Managing Impella® Position Using Imaging and the Automated Impella Controller™


Jo Kajewski, an advanced Impella trainer, uses the Abiomed simulator to show what a baseline echo should look like for patients on Impella support and how to handle two Impella positioning alarms using the Automated Impella Controller (AIC) and imaging.

A baseline echo for a patient on Impella support helps you understand where the Impella is sitting in the heart. When looking at the parasternal long axis echo view, be sure you can identify the cannula, the inflow cage, and the pigtail. The cannula, often referred to as the “railroad tracks,” appears as two parallel lines. The inflow, which is referred to as the teardrop due to its shape on echo, appears at the end of the railroad tracks, followed by the thin line of the pigtail. When assessing Impella position, the teardrop should be about 3.5 cm from the aortic valve annulus to ensure that the inflow is in the mid-ventricular cavity away from any mitral structures. This position helps minimize hemolysis, suction alarms, and the chance of the Impella being pulled further into the ventricle.

When doing the baseline echo, the display on the AIC helps confirm proper positioning. When Impella is correctly positioned you will see both the AO and LV placement signals and a pulsatile motor current, which indicates that the inlet and outlet are in two different pressure sources.

If an “Impella Position in Aorta” alarm occurs, the AIC displays a red AO placement signal and a flat motor current.
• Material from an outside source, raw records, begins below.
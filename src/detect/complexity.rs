//! Big-O estimation from surface tokens.
//!
//! This is a token-presence heuristic, not a loop-nesting analysis. Raw
//! `for`/`while` occurrences stand in for nesting depth, so sequential loops
//! are classified the same as nested ones.
//!
//! Time rules, first match wins:
//! 1. recursion signal + "fibonacci" -> O(2ⁿ)
//! 2. recursion signal + "factorial" -> O(n)
//! 3. three or more loop keywords -> O(n³)
//! 4. two loop keywords -> O(n²)
//! 5. "sort" (covers mergesort/quicksort) -> O(n log n)
//! 6. "binarysearch" / "binary_search" -> O(log n)
//! 7. one loop keyword -> O(n)
//! 8. otherwise O(1)

use std::collections::HashSet;

use lazy_static::lazy_static;
use regex::Regex;
use tracing::debug;

use super::BigO;

lazy_static! {
    /// Any identifier immediately followed by a call paren.
    static ref CALL_PATTERN: Regex = Regex::new(r"(\w+)\s*\(").unwrap();

    /// `return name(` - matches plain calls too, which is accepted noise.
    static ref RETURN_CALL_PATTERN: Regex = Regex::new(r"return\s+\w+\s*\(").unwrap();
}

const LOOP_KEYWORDS: &[&str] = &["for", "while"];
const SORT_MARKERS: &[&str] = &["sort", "mergesort", "quicksort"];
const BINARY_SEARCH_MARKERS: &[&str] = &["binarysearch", "binary_search"];

const RECURSION_MARKERS: &[&str] = &["recursion", "recursive"];
const SEQUENCE_MARKERS: &[&str] = &["array", "list", "vector"];
const GRID_MARKERS: &[&str] = &["matrix", "2d"];
const TABLE_MARKERS: &[&str] = &["map", "dict", "hash"];

fn contains_any(text: &str, needles: &[&str]) -> bool {
    needles.iter().any(|n| text.contains(n))
}

/// Count raw loop keyword occurrences (summed, not distinct).
pub fn count_loop_keywords(lower: &str) -> usize {
    LOOP_KEYWORDS.iter().map(|k| lower.matches(k).count()).sum()
}

/// Whether two calls on one line share a trailing name segment.
///
/// `getvalue(n) + value(n)` counts: the second name is a suffix of the
/// first. Any shared suffix includes the last character, so comparing last
/// characters is enough and keeps the scan to one pass over the line.
fn repeats_call_suffix(line: &str) -> bool {
    let mut endings = HashSet::new();
    CALL_PATTERN
        .captures_iter(line)
        .filter_map(|cap| cap[1].chars().last())
        .any(|last| !endings.insert(last))
}

/// Rough recursion signal.
///
/// True when a line has two calls whose names end alike, or when any
/// `return name(` appears. Ordinary calls trigger it too; the time rules
/// above are tuned around that imprecision.
pub fn has_recursion_signal(lower: &str) -> bool {
    RETURN_CALL_PATTERN.is_match(lower) || lower.lines().any(repeats_call_suffix)
}

/// Estimate the time complexity class of a snippet.
pub fn estimate_time_complexity(text: &str) -> BigO {
    let lower = text.to_lowercase();
    let loops = count_loop_keywords(&lower);
    let recursive = has_recursion_signal(&lower);

    let class = if recursive && lower.contains("fibonacci") {
        BigO::Exponential
    } else if recursive && lower.contains("factorial") {
        BigO::Linear
    } else if loops >= 3 {
        BigO::Cubic
    } else if loops >= 2 {
        BigO::Quadratic
    } else if contains_any(&lower, SORT_MARKERS) {
        BigO::Linearithmic
    } else if contains_any(&lower, BINARY_SEARCH_MARKERS) {
        BigO::Logarithmic
    } else if loops >= 1 {
        BigO::Linear
    } else {
        BigO::Constant
    };

    debug!(loops, recursive, class = %class, "estimated time complexity");
    class
}

/// Estimate the space complexity class of a snippet.
pub fn estimate_space_complexity(text: &str) -> BigO {
    let lower = text.to_lowercase();

    if contains_any(&lower, RECURSION_MARKERS) {
        return BigO::Linear;
    }
    if contains_any(&lower, SEQUENCE_MARKERS) {
        if contains_any(&lower, GRID_MARKERS) {
            return BigO::Quadratic;
        }
        return BigO::Linear;
    }
    if contains_any(&lower, TABLE_MARKERS) {
        return BigO::Linear;
    }

    BigO::Constant
}

#[cfg(test)]
mod tests {
    use super::*;

    #[test]
    fn test_fibonacci_is_exponential() {
        let code = r#"
def fibonacci(n):
    if n <= 1:
        return n
    return fibonacci(n - 1) + fibonacci(n - 2)
"#;
        assert_eq!(estimate_time_complexity(code), BigO::Exponential);
    }

    #[test]
    fn test_factorial_is_linear() {
        let code = "int factorial(int n) { return n <= 1 ? 1 : n * factorial(n - 1); }";
        assert_eq!(estimate_time_complexity(code), BigO::Linear);
    }

    #[test]
    fn test_fibonacci_without_recursion_falls_through() {
        // no call shape at all, so the name alone decides nothing
        assert_eq!(estimate_time_complexity("fibonacci = 1"), BigO::Constant);
    }

    #[test]
    fn test_two_loops_quadratic() {
        let code = r#"
for i in items:
    while j < i:
        j += 1
"#;
        assert_eq!(estimate_time_complexity(code), BigO::Quadratic);
    }

    #[test]
    fn test_three_loops_cubic() {
        let code = "for a:\n for b:\n  for c:\n   pass";
        assert_eq!(estimate_time_complexity(code), BigO::Cubic);
    }

    #[test]
    fn test_sequential_loops_still_counted() {
        // known limitation: sequential loops look nested
        let code = "for x in a: pass\nfor y in b: pass";
        assert_eq!(estimate_time_complexity(code), BigO::Quadratic);
    }

    #[test]
    fn test_sort_linearithmic() {
        assert_eq!(estimate_time_complexity("items.sort()"), BigO::Linearithmic);
    }

    #[test]
    fn test_loops_beat_sort() {
        let code = "for a in x:\n  for b in y:\n    x.sort()";
        assert_eq!(estimate_time_complexity(code), BigO::Quadratic);
    }

    #[test]
    fn test_binary_search_logarithmic() {
        assert_eq!(
            estimate_time_complexity("idx = binary_search(haystack, needle)"),
            BigO::Logarithmic
        );
    }

    #[test]
    fn test_single_loop_linear() {
        assert_eq!(estimate_time_complexity("while x: x -= 1"), BigO::Linear);
    }

    #[test]
    fn test_constant_fallback() {
        assert_eq!(estimate_time_complexity(""), BigO::Constant);
        assert_eq!(estimate_time_complexity("x = 1 + 2"), BigO::Constant);
    }

    #[test]
    fn test_recursion_signal_same_line_call() {
        assert!(has_recursion_signal("walk(node.left) + walk(node.right)"));
        assert!(has_recursion_signal("return helper(x)"));
        assert!(!has_recursion_signal("a(1)\na(2)"));
        assert!(!has_recursion_signal("x = y + z"));
        assert!(!has_recursion_signal("print(len(x))"));
    }

    #[test]
    fn test_recursion_signal_shared_suffix() {
        assert!(has_recursion_signal("x = getvalue(n) + value(n - 1)"));
        assert!(has_recursion_signal("a = sum(x) + num(y)"));
        assert!(!has_recursion_signal("a = sum(x) + max(y)"));
    }

    #[test]
    fn test_recursion_signal_long_line() {
        let calls: String = (0..100_000).map(|i| format!("f{}(x) + ", i)).collect();
        assert!(has_recursion_signal(&calls));

        let noise = format!("f(x){}", " + x".repeat(250_000));
        assert!(!has_recursion_signal(&noise));
    }

    #[test]
    fn test_count_loop_keywords_is_raw() {
        // "format" contains "for"
        assert_eq!(count_loop_keywords("format while"), 2);
    }

    #[test]
    fn test_space_complexity_rules() {
        assert_eq!(estimate_space_complexity("recursive walk"), BigO::Linear);
        assert_eq!(estimate_space_complexity("let matrix = array"), BigO::Quadratic);
        assert_eq!(estimate_space_complexity("a 2D list"), BigO::Quadratic);
        assert_eq!(estimate_space_complexity("vector<int> v"), BigO::Linear);
        assert_eq!(estimate_space_complexity("counts = dict()"), BigO::Linear);
        assert_eq!(estimate_space_complexity("x = 1"), BigO::Constant);
    }
}
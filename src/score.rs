//! Rating bands for computed metrics.
//!
//! Maps each numeric metric to good / fair / poor. Ratings are derived from
//! a finished result and are never stored in it.

use serde::{Deserialize, Serialize};

use crate::detect::AnalysisResult;

/// Band upper bounds (inclusive) for "lower is better" metrics.
pub mod bands {
    pub const CYCLOMATIC: (u32, u32) = (5, 10);
    pub const COGNITIVE: (u32, u32) = (10, 20);
    pub const DUPLICATION: (u32, u32) = (5, 15);
    /// Lower bounds (inclusive) for maintainability, where higher is better.
    pub const MAINTAINABILITY: (u32, u32) = (70, 40);
}

/// Qualitative rating of one metric.
#[derive(Debug, Clone, Copy, PartialEq, Eq, Serialize, Deserialize)]
#[serde(rename_all = "lowercase")]
pub enum Rating {
    Good,
    Fair,
    Poor,
}

impl std::fmt::Display for Rating {
    fn fmt(&self, f: &mut std::fmt::Formatter<'_>) -> std::fmt::Result {
        match self {
            Rating::Good => write!(f, "good"),
            Rating::Fair => write!(f, "fair"),
            Rating::Poor => write!(f, "poor"),
        }
    }
}

/// Rate a metric where lower values are better.
fn rate_lower_better(value: u32, (good, fair): (u32, u32)) -> Rating {
    match value {
        v if v <= good => Rating::Good,
        v if v <= fair => Rating::Fair,
        _ => Rating::Poor,
    }
}

pub fn rate_cyclomatic(value: u32) -> Rating {
    rate_lower_better(value, bands::CYCLOMATIC)
}

pub fn rate_cognitive(value: u32) -> Rating {
    rate_lower_better(value, bands::COGNITIVE)
}

pub fn rate_duplication(value: u32) -> Rating {
    rate_lower_better(value, bands::DUPLICATION)
}

pub fn rate_maintainability(value: u32) -> Rating {
    let (good, fair) = bands::MAINTAINABILITY;
    match value {
        v if v >= good => Rating::Good,
        v if v >= fair => Rating::Fair,
        _ => Rating::Poor,
    }
}

/// Ratings for every numeric metric of a result.
#[derive(Debug, Clone, Copy, PartialEq, Eq, Serialize, Deserialize)]
pub struct MetricRatings {
    pub cyclomatic: Rating,
    pub cognitive: Rating,
    pub duplication: Rating,
    pub maintainability: Rating,
}

impl MetricRatings {
    pub fn from_result(result: &AnalysisResult) -> Self {
        Self {
            cyclomatic: rate_cyclomatic(result.cyclomatic_complexity),
            cognitive: rate_cognitive(result.cognitive_complexity),
            duplication: rate_duplication(result.duplicate_code_percentage),
            maintainability: rate_maintainability(result.maintainability_index),
        }
    }

    /// The worst rating across all metrics.
    pub fn overall(&self) -> Rating {
        [
            self.cyclomatic,
            self.cognitive,
            self.duplication,
            self.maintainability,
        ]
        .into_iter()
        .max_by_key(|r| match r {
            Rating::Good => 0,
            Rating::Fair => 1,
            Rating::Poor => 2,
        })
        .unwrap_or(Rating::Good)
    }
}

#[cfg(test)]
mod tests {
    use super::*;
    use crate::detect::Analyzer;

    #[test]
    fn test_lower_better_bands() {
        assert_eq!(rate_cyclomatic(1), Rating::Good);
        assert_eq!(rate_cyclomatic(5), Rating::Good);
        assert_eq!(rate_cyclomatic(6), Rating::Fair);
        assert_eq!(rate_cyclomatic(10), Rating::Fair);
        assert_eq!(rate_cyclomatic(11), Rating::Poor);

        assert_eq!(rate_cognitive(10), Rating::Good);
        assert_eq!(rate_cognitive(20), Rating::Fair);
        assert_eq!(rate_cognitive(21), Rating::Poor);

        assert_eq!(rate_duplication(5), Rating::Good);
        assert_eq!(rate_duplication(15), Rating::Fair);
        assert_eq!(rate_duplication(16), Rating::Poor);
    }

    #[test]
    fn test_maintainability_bands() {
        assert_eq!(rate_maintainability(100), Rating::Good);
        assert_eq!(rate_maintainability(70), Rating::Good);
        assert_eq!(rate_maintainability(69), Rating::Fair);
        assert_eq!(rate_maintainability(40), Rating::Fair);
        assert_eq!(rate_maintainability(39), Rating::Poor);
    }

    #[test]
    fn test_overall_is_worst() {
        let result = Analyzer::new().analyze("");
        let mut ratings = MetricRatings::from_result(&result);
        assert_eq!(ratings.overall(), Rating::Good);

        ratings.duplication = Rating::Fair;
        assert_eq!(ratings.overall(), Rating::Fair);
        ratings.cognitive = Rating::Poor;
        assert_eq!(ratings.overall(), Rating::Poor);
    }
}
The optical sensor is in the aorta, but the cannula is not appropriately across the aortic valve and Impella is not supporting the patient. To resolve this alarm, a physician should follow the steps in the suggestion box on the AIC display. Reduce P-level to P-2 and obtain an echo image of the Impella position. Slowly advance the catheter in 1 cm increments until the inflow is across the aortic valve and a pulsatile motor current returns. Continue advancing the catheter until the teardrop is approximately 3.5 cm from the aortic valve annulus. Tighten the Tuohy-Borst valve and re-establish flow by returning to the desired P-level.
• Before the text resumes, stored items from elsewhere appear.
//! Textual security and performance scanners.
//!
//! Checks are plain substring tests on the lowercased text. They do not know
//! about comments or string literals, so a flagged construct may not be real
//! code.

use tracing::debug;

use super::Language;

/// One scanner rule: an identifier, the message it emits, and its check.
pub struct IssueRule {
    pub id: &'static str,
    pub message: &'static str,
    check: fn(&str, Language) -> bool,
}

impl IssueRule {
    /// Whether this rule fires on already-lowercased text.
    pub fn applies(&self, lower: &str, language: Language) -> bool {
        (self.check)(lower, language)
    }
}

/// Security rules, in emission order.
pub static SECURITY_RULES: &[IssueRule] = &[
    IssueRule {
        id: "code_injection",
        message: "Avoid using eval() or exec() - potential code injection risk",
        check: |t, _| t.contains("eval(") || t.contains("exec("),
    },
    IssueRule {
        id: "hardcoded_password",
        message: "Possible hardcoded password detected",
        check: |t, _| t.contains("password") && t.contains('='),
    },
    IssueRule {
        id: "sql_injection",
        message: "Potential SQL injection vulnerability",
        check: |t, _| t.contains("sql") && (t.contains('+') || t.contains("concat")),
    },
    IssueRule {
        id: "xss",
        message: "Using innerHTML can lead to XSS vulnerabilities",
        check: |t, lang| lang == Language::JavaScript && t.contains("innerhtml"),
    },
];

/// Performance rules, in emission order.
pub static PERFORMANCE_RULES: &[IssueRule] = &[
    IssueRule {
        id: "uncached_length",
        message: "Cache array length in loops for better performance",
        check: |t, _| t.contains("for") && t.contains(".length"),
    },
    IssueRule {
        id: "legacy_dom_lookup",
        message: "Consider using querySelector for better performance",
        check: |t, lang| lang == Language::JavaScript && t.contains("getelementsby"),
    },
    IssueRule {
        id: "nested_loop",
        message: "Nested loops detected - consider algorithm optimization",
        check: |t, _| t.contains("nested") && t.contains("loop"),
    },
];

fn scan(rules: &[IssueRule], text: &str, language: Language) -> Vec<String> {
    let lower = text.to_lowercase();
    rules
        .iter()
        .filter(|rule| rule.applies(&lower, language))
        .inspect(|rule| debug!(rule = rule.id, "issue rule fired"))
        .map(|rule| rule.message.to_string())
        .collect()
}

/// Heuristic security findings.
pub fn detect_security_issues(text: &str, language: Language) -> Vec<String> {
    scan(SECURITY_RULES, text, language)
}

/// Heuristic performance findings.
pub fn detect_performance_issues(text: &str, language: Language) -> Vec<String> {
    scan(PERFORMANCE_RULES, text, language)
}
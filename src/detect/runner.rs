//! Analysis runner that orchestrates all analyzers.

use std::panic::{self, AssertUnwindSafe};

use tracing::debug;

use crate::advisor::{self, Thresholds};
use crate::config::{Config, DEFAULT_MAX_INPUT_BYTES};
use crate::error::AnalysisError;

use super::{
    cognitive_complexity, cyclomatic_complexity, detect_language, detect_performance_issues,
    detect_security_issues, duplicate_percentage, estimate_space_complexity,
    estimate_time_complexity, lines_of_code, maintainability_from, AnalysisResult, BigO,
    Language,
};

/// Runs every analyzer against one text and assembles the result.
#[derive(Debug, Clone)]
pub struct Analyzer {
    thresholds: Thresholds,
    max_input_bytes: usize,
}

impl Default for Analyzer {
    fn default() -> Self {
        Self::new()
    }
}

impl Analyzer {
    /// Create an analyzer with default thresholds and size limit.
    pub fn new() -> Self {
        Self {
            thresholds: Thresholds::default(),
            max_input_bytes: DEFAULT_MAX_INPUT_BYTES,
        }
    }

    /// Create an analyzer from a loaded configuration.
    pub fn from_config(config: &Config) -> Self {
        Self::new()
            .thresholds(config.thresholds)
            .max_input_bytes(config.max_input_bytes())
    }

    /// Set the advisor thresholds.
    pub fn thresholds(mut self, thresholds: Thresholds) -> Self {
        self.thresholds = thresholds;
        self
    }

    /// Set the size limit enforced by `try_analyze`.
    pub fn max_input_bytes(mut self, limit: usize) -> Self {
        self.max_input_bytes = limit;
        self
    }

    /// Analyze a snippet. Never fails; empty text yields the degenerate result.
    pub fn analyze(&self, text: &str) -> AnalysisResult {
        let language = detect_language(text);
        let time_complexity = estimate_time_complexity(text);
        let space_complexity = estimate_space_complexity(text);
        let cyclomatic = cyclomatic_complexity(text);
        let cognitive = cognitive_complexity(text);
        let lines = lines_of_code(text);
        let maintainability = maintainability_from(lines, cyclomatic);
        let duplication = duplicate_percentage(text);

        let mut result = AnalysisResult {
            language,
            time_complexity,
            space_complexity,
            cyclomatic_complexity: cyclomatic,
            cognitive_complexity: cognitive,
            maintainability_index: maintainability,
            lines_of_code: lines,
            duplicate_code_percentage: duplication,
            explanation: explain(time_complexity, space_complexity, language),
            suggestions: Vec::new(),
            security_issues: detect_security_issues(text, language),
            performance_issues: detect_performance_issues(text, language),
        };

        // Suggestions only read fields computed above.
        result.suggestions = advisor::build_suggestions(&result, &self.thresholds);

        debug!(
            language = %result.language,
            lines = result.lines_of_code,
            issues = result.issue_count(),
            "analysis complete"
        );
        result
    }

    /// Analyze with input validation.
    ///
    /// Rejects empty and oversized input. A panic inside any analyzer is
    /// reported as `AnalysisError::Failed`; no partial result escapes.
    pub fn try_analyze(&self, text: &str) -> Result<AnalysisResult, AnalysisError> {
        if text.trim().is_empty() {
            return Err(AnalysisError::EmptyInput);
        }
        if text.len() > self.max_input_bytes {
            return Err(AnalysisError::InputTooLarge {
                size: text.len(),
                limit: self.max_input_bytes,
            });
        }

        panic::catch_unwind(AssertUnwindSafe(|| self.analyze(text)))
            .map_err(|payload| AnalysisError::Failed(panic_message(payload.as_ref())))
    }
}

fn panic_message(payload: &(dyn std::any::Any + Send)) -> String {
    if let Some(s) = payload.downcast_ref::<&str>() {
        s.to_string()
    } else if let Some(s) = payload.downcast_ref::<String>() {
        s.clone()
    } else {
        "internal error".to_string()
    }
}

/// One-sentence summary of the complexity estimate.
pub fn explain(time: BigO, space: BigO, language: Language) -> String {
    format!(
        "Time complexity is {}. Space complexity is {}. Language detected: {}.",
        time.description(),
        space,
        language
    )
}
If an “Impella Position in Ventricle” alarm occurs, reduce P-level to P-2 and use the Repositioning Guide as prompted in the suggestion box on the AIC display. The Repositioning Guide, which only becomes available when this alarm occurs, provides step-by-step guidance for repositioning the catheter without using echo guidance (although it is a best practice to confirm with echo when feasible). After loosening the Tuohy-Borst valve, pull the Impella back in 1 cm increments until you see an aortic placement signal. Then, pull the Impella back 3 cm using the centimeter markings on the catheter. Tighten the Tuohy-Borst valve and slowly return flow to the desired P-level.